POST /tooltip { paper_id, sentence, term? }
  → Embed term (or sentence) with all-MiniLM-L6-v2
  → Retrieve top 3 relevant chunks from ChromaDB
  → Call Groq with JSON mode (temp=0.3, max_tokens=300)
  → Return { explanation, analogy, related_terms[] }

Concept Map Flow

GET /concept-map/{paper_id}
  → Fetch all chunks from ChromaDB
  → For each chunk: run spaCy NER + noun phrase extraction
  → Count concept frequency across all chunks
  → Keep concepts appearing 2+ times
  → Build co-occurrence graph (NetworkX): edge weight = shared chunk count
  → Prune edges with weight < 2
  → Classify top 30 concepts via Groq (method/dataset/metric/concept)
  → Return { nodes[], edges[] } for D3.js rendering

File Structure

paperlens/
│
├── app/                          # Backend (FastAPI)
│   ├── main.py                   # App entry point, CORS, static mounts
│   ├── papers.py                 # All API route handlers
│   ├── ingestion.py              # PDF download, parsing, embedding, ChromaDB storage
│   ├── rag_chat.py               # RAG retrieval + Groq LLM chat
│   ├── tooltip.py                # Hover explanation service
│   ├── concept_map.py            # spaCy NER + NetworkX graph builder
│   ├── manim_service.py          # Animation generation service
│   ├── config.py                 # Pydantic settings from .env
│   └── schemas.py                # All Pydantic request/response models
│
├── new_ui/                       # Frontend (React + Vite)
│   ├── src/
│   │   ├── App.tsx               # Root component, view state controller
│   │   ├── main.tsx              # React DOM entry point
│   │   ├── index.css             # Tailwind + custom design tokens
│   │   ├── components/
│   │   │   ├── LandingPage.tsx   # Hero, arXiv URL input, ingestion polling
│   │   │   ├── DocumentView.tsx  # PDF viewer + draggable/resizable chat panel
│   │   │   ├── ConceptMap.tsx    # D3 force-directed graph
│   │   │   ├── Navbar.tsx        # Top navigation bar
│   │   │   ├── Sidebar.tsx       # Left sidebar navigation
│   │   │   └── ManimDashboard.tsx # Animation generation UI
│   │   ├── services/
│   │   │   └── api.ts            # Typed fetch wrapper for all API calls
│   │   ├── types/
│   │   │   └── index.ts          # TypeScript interfaces (ChatMessage, ConceptNode, etc.)
│   │   └── lib/
│   │       └── utils.ts          # cn() utility (clsx + tailwind-merge)
│   ├── package.json
│   ├── vite.config.ts
│   └── tsconfig.json
│
├── pdf_cache/                    # Downloaded PDFs (gitignored)
├── chroma_db/                    # ChromaDB vector store (gitignored)
├── static/animations/            # Rendered Manim MP4s (gitignored)
├── .env                          # Environment variables (gitignored)
└── requirements.txt              # Python dependencies

Key Technical Decisions

Embedding Model: all-MiniLM-L6-v2

A lightweight sentence-transformers model that runs locally. Chosen over OpenAI embeddings for zero cost and offline capability. Produces 384-dimensional vectors. Batch encoding at size 32 keeps ingestion fast even for long papers.

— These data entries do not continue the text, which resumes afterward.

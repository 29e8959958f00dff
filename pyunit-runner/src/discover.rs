// Copyright (c) The nextest Contributors
// SPDX-License-Identifier: MIT OR Apache-2.0

//! Ties together argument extraction, script rendering, command invocation and tree building.

use crate::{
    cancel::CancellationToken,
    errors::{CommandError, DiscoverTestsError, ScriptTemplateError},
    helpers::plural,
    list::{DiscoverArgs, TestList, scan_test_ids},
    script::DiscoveryScript,
    test_command::{CommandRunner, PythonCommand},
    user_config::DiscoveryConfig,
};
use camino::{Utf8Path, Utf8PathBuf};
use tracing::{debug, info};

/// Discovers `unittest` tests under a root directory.
#[derive(Clone, Debug)]
pub struct TestDiscoverer {
    root_dir: Utf8PathBuf,
    args: DiscoverArgs,
    python_path: String,
}

impl TestDiscoverer {
    /// Creates a new discoverer.
    ///
    /// `argv` is scanned for `-s` and `-p`. If it is empty, the config's default arguments are
    /// scanned instead.
    pub fn new(
        root_dir: impl Into<Utf8PathBuf>,
        argv: &[impl AsRef<str>],
        config: &DiscoveryConfig,
    ) -> Self {
        let args = if argv.is_empty() {
            DiscoverArgs::extract(config.default_args.as_slice())
        } else {
            DiscoverArgs::extract(argv)
        };
        Self {
            root_dir: root_dir.into(),
            args,
            python_path: config.python_path.clone(),
        }
    }

    /// Returns the root directory. The discovery script runs here.
    pub fn root_dir(&self) -> &Utf8Path {
        &self.root_dir
    }

    /// Returns the extracted discovery arguments.
    pub fn args(&self) -> &DiscoverArgs {
        &self.args
    }

    /// Returns the directory that test identifiers are resolved against.
    pub fn tests_dir(&self) -> Utf8PathBuf {
        self.args.tests_directory(&self.root_dir)
    }

    /// Returns the command that will be run to list tests.
    pub fn command(&self) -> Result<PythonCommand, ScriptTemplateError> {
        let script = DiscoveryScript::new(&self.args)?;
        Ok(PythonCommand::new(
            self.python_path.clone(),
            self.root_dir.clone(),
            &script,
        ))
    }

    /// Runs discovery and builds the resulting test tree.
    ///
    /// If `cancel` is triggered at any point before the tree is built, returns
    /// [`DiscoverTestsError::Cancelled`] and no tree.
    pub async fn discover(
        &self,
        runner: &impl CommandRunner,
        cancel: &CancellationToken,
    ) -> Result<TestList, DiscoverTestsError> {
        let command = self.command()?;
        if cancel.is_cancelled() {
            return Err(DiscoverTestsError::Cancelled);
        }

        debug!(
            "discovering tests: start directory `{}`, pattern `{}`",
            self.args.start_directory, self.args.pattern,
        );
        let output = runner
            .run(&command, cancel)
            .await
            .map_err(|error| match error {
                CommandError::Cancelled { .. } => DiscoverTestsError::Cancelled,
                other => DiscoverTestsError::Command(other),
            })?;

        let test_ids = scan_test_ids(&output, cancel);
        if cancel.is_cancelled() {
            return Err(DiscoverTestsError::Cancelled);
        }

        let test_list = TestList::from_test_ids(self.tests_dir(), test_ids);
        info!(
            "discovered {} {} in {} {} across {} {}",
            test_list.test_count(),
            plural::tests_str(test_list.test_count()),
            test_list.suite_count(),
            plural::suites_str(test_list.suite_count()),
            test_list.file_count(),
            plural::files_str(test_list.file_count()),
        );
        Ok(test_list)
    }
}

#[cfg(test)]
mod tests {
    use super::*;
    use indoc::indoc;
    use pretty_assertions::assert_eq;
    use std::{future::Future, sync::Mutex};

    /// Returns canned output and records the commands it was asked to run.
    struct FakeRunner {
        output: Result<&'static str, fn(&PythonCommand) -> CommandError>,
        cancel_after_run: bool,
        commands: Mutex<Vec<PythonCommand>>,
    }

    impl FakeRunner {
        fn new(output: &'static str) -> Self {
            Self {
                output: Ok(output),
                cancel_after_run: false,
                commands: Mutex::new(Vec::new()),
            }
        }
    }

    impl CommandRunner for FakeRunner {
        fn run(
            &self,
            command: &PythonCommand,
            cancel: &CancellationToken,
        ) -> impl Future<Output = Result<String, CommandError>> + Send {
            self.commands.lock().unwrap().push(command.clone());
            if self.cancel_after_run {
                cancel.cancel();
            }
            let result = match self.output {
                Ok(output) => Ok(output.to_owned()),
                Err(make_error) => Err(make_error(command)),
            };
            std::future::ready(result)
        }
    }

    static OUTPUT: &str = indoc! {"
        importing test modules
        start
        pkg.test_a.TestA.test_one
        pkg.test_a.TestA.test_two

        test_b.TestB.test_three
    "};

    #[tokio::test]
    async fn test_discover() {
        let runner = FakeRunner::new(OUTPUT);
        let discoverer = TestDiscoverer::new(
            "/repo",
            &["-s", "./tests"],
            &DiscoveryConfig::default(),
        );
        let test_list = discoverer
            .discover(&runner, &CancellationToken::new())
            .await
            .expect("discovery succeeded");

        assert_eq!(test_list.tests_dir(), "/repo/tests");
        assert_eq!(test_list.test_count(), 3);
        let paths: Vec<_> = test_list.iter().map(|file| file.full_path.as_str()).collect();
        assert_eq!(paths, ["/repo/tests/pkg/test_a.py", "/repo/tests/test_b.py"]);

        let commands = runner.commands.lock().unwrap();
        assert_eq!(commands.len(), 1);
        assert_eq!(commands[0].program(), "python");
        assert_eq!(commands[0].cwd(), "/repo");
        assert!(commands[0].args()[1].contains(r#"loader.discover("./tests", pattern="test*.py")"#));
    }

    #[tokio::test]
    async fn test_discover_uses_config_args() {
        let runner = FakeRunner::new("start\n");
        let config = DiscoveryConfig {
            python_path: "python3".to_owned(),
            default_args: vec!["-p".to_owned(), "check_*.py".to_owned()],
        };
        let discoverer = TestDiscoverer::new("/repo", &[] as &[&str], &config);
        assert_eq!(discoverer.args().pattern, "check_*.py");

        let test_list = discoverer
            .discover(&runner, &CancellationToken::new())
            .await
            .expect("discovery succeeded");
        assert!(test_list.is_empty());
        assert_eq!(runner.commands.lock().unwrap()[0].program(), "python3");
    }

    #[tokio::test]
    async fn test_discover_cancelled_before_run() {
        let runner = FakeRunner::new(OUTPUT);
        let cancel = CancellationToken::new();
        cancel.cancel();
        let discoverer = TestDiscoverer::new("/repo", &[] as &[&str], &DiscoveryConfig::default());
        let error = discoverer.discover(&runner, &cancel).await.unwrap_err();
        assert!(matches!(error, DiscoverTestsError::Cancelled), "{error:?}");
        assert!(runner.commands.lock().unwrap().is_empty(), "runner not invoked");
    }

    #[tokio::test]
    async fn test_discover_cancelled_after_run() {
        let runner = FakeRunner {
            cancel_after_run: true,
            ..FakeRunner::new(OUTPUT)
        };
        let discoverer = TestDiscoverer::new("/repo", &[] as &[&str], &DiscoveryConfig::default());
        let error = discoverer
            .discover(&runner, &CancellationToken::new())
            .await
            .unwrap_err();
        assert!(matches!(error, DiscoverTestsError::Cancelled), "{error:?}");
    }

    #[tokio::test]
    async fn test_discover_runner_cancelled() {
        let runner = FakeRunner {
            output: Err(|command| CommandError::Cancelled {
                program: command.program().to_owned(),
            }),
            ..FakeRunner::new("")
        };
        let discoverer = TestDiscoverer::new("/repo", &[] as &[&str], &DiscoveryConfig::default());
        let error = discoverer
            .discover(&runner, &CancellationToken::new())
            .await
            .unwrap_err();
        assert!(matches!(error, DiscoverTestsError::Cancelled), "{error:?}");
    }

    #[tokio::test]
    async fn test_discover_runner_failure_passes_through() {
        let runner = FakeRunner {
            output: Err(|command| CommandError::ExecFail {
                program: command.program().to_owned(),
                error: std::io::Error::from(std::io::ErrorKind::NotFound),
            }),
            ..FakeRunner::new("")
        };
        let discoverer = TestDiscoverer::new("/repo", &[] as &[&str], &DiscoveryConfig::default());
        let error = discoverer
            .discover(&runner, &CancellationToken::new())
            .await
            .unwrap_err();
        assert!(
            matches!(
                error,
                DiscoverTestsError::Command(CommandError::ExecFail { .. })
            ),
            "{error:?}"
        );
    }

    #[tokio::test]
    async fn test_discover_rejects_unsafe_args() {
        let runner = FakeRunner::new(OUTPUT);
        let discoverer = TestDiscoverer::new(
            "/repo",
            &["-s", "bad\"dir"],
            &DiscoveryConfig::default(),
        );
        let error = discoverer
            .discover(&runner, &CancellationToken::new())
            .await
            .unwrap_err();
        assert!(
            matches!(error, DiscoverTestsError::ScriptTemplate(_)),
            "{error:?}"
        );
        assert!(runner.commands.lock().unwrap().is_empty(), "runner not invoked");
    }
}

Vector Store: ChromaDB (persistent)

Each paper gets its own named collection (paper_id). This means queries are always scoped to a single paper — no cross-paper contamination. Persistent client writes to ./chroma_db so ingested papers survive server restarts.

Chunking Strategy: Hybrid paragraph + sentence splitting

PyMuPDF extracts text page by page. Paragraphs are split on double newlines. Chunks over 600 characters are further split by SentenceSplitter (512 token chunks, 64 token overlap). Section headers are detected via regex (^\d+\.?\d*\s+[A-Z]...) and attached as metadata to every chunk, enabling section-level citations.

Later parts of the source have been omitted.